_What the exercise asks_: Below are records; copy every line among them that contains the word "modules".
--- START ---
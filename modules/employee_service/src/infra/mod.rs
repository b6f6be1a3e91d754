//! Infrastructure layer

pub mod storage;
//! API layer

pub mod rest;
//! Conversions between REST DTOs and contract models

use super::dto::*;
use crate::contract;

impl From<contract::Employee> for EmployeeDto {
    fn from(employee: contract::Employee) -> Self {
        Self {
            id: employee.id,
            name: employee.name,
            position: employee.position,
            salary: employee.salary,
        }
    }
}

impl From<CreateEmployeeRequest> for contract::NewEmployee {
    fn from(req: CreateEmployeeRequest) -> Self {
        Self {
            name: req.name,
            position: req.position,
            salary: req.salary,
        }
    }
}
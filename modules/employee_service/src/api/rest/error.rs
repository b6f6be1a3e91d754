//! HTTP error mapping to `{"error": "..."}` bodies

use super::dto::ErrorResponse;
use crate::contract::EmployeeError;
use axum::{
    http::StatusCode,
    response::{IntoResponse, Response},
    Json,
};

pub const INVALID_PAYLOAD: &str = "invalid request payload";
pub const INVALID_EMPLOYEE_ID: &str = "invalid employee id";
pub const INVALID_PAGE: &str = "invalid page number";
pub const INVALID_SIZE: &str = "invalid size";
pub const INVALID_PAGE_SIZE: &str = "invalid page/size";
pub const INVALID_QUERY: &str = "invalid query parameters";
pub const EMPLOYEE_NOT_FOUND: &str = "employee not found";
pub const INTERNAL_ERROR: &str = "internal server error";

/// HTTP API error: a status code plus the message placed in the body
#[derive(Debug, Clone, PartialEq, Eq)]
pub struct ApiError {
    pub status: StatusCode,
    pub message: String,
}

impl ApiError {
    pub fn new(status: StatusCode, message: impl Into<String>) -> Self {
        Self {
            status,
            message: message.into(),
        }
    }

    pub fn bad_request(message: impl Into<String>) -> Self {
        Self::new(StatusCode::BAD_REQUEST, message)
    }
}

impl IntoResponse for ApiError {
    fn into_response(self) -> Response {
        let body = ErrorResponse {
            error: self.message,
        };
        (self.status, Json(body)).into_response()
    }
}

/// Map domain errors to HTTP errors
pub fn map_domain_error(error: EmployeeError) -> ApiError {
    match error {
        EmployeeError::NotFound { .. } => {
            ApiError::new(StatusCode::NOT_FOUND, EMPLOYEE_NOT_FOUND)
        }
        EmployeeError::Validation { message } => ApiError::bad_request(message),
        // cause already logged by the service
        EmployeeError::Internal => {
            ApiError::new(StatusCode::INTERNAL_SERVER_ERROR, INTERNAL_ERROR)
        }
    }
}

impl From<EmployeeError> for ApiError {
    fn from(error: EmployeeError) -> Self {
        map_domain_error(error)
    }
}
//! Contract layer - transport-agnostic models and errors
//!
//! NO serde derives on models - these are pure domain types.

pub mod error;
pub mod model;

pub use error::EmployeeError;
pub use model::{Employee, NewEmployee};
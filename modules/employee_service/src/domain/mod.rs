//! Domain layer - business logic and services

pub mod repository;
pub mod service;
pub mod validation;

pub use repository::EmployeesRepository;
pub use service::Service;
--- END ---
_Reply_:
filename modules/employee_service/src/infra/mod.rs
filename modules/employee_service/src/api/rest/error.rs
filename modules/employee_service/src/domain/mod.rs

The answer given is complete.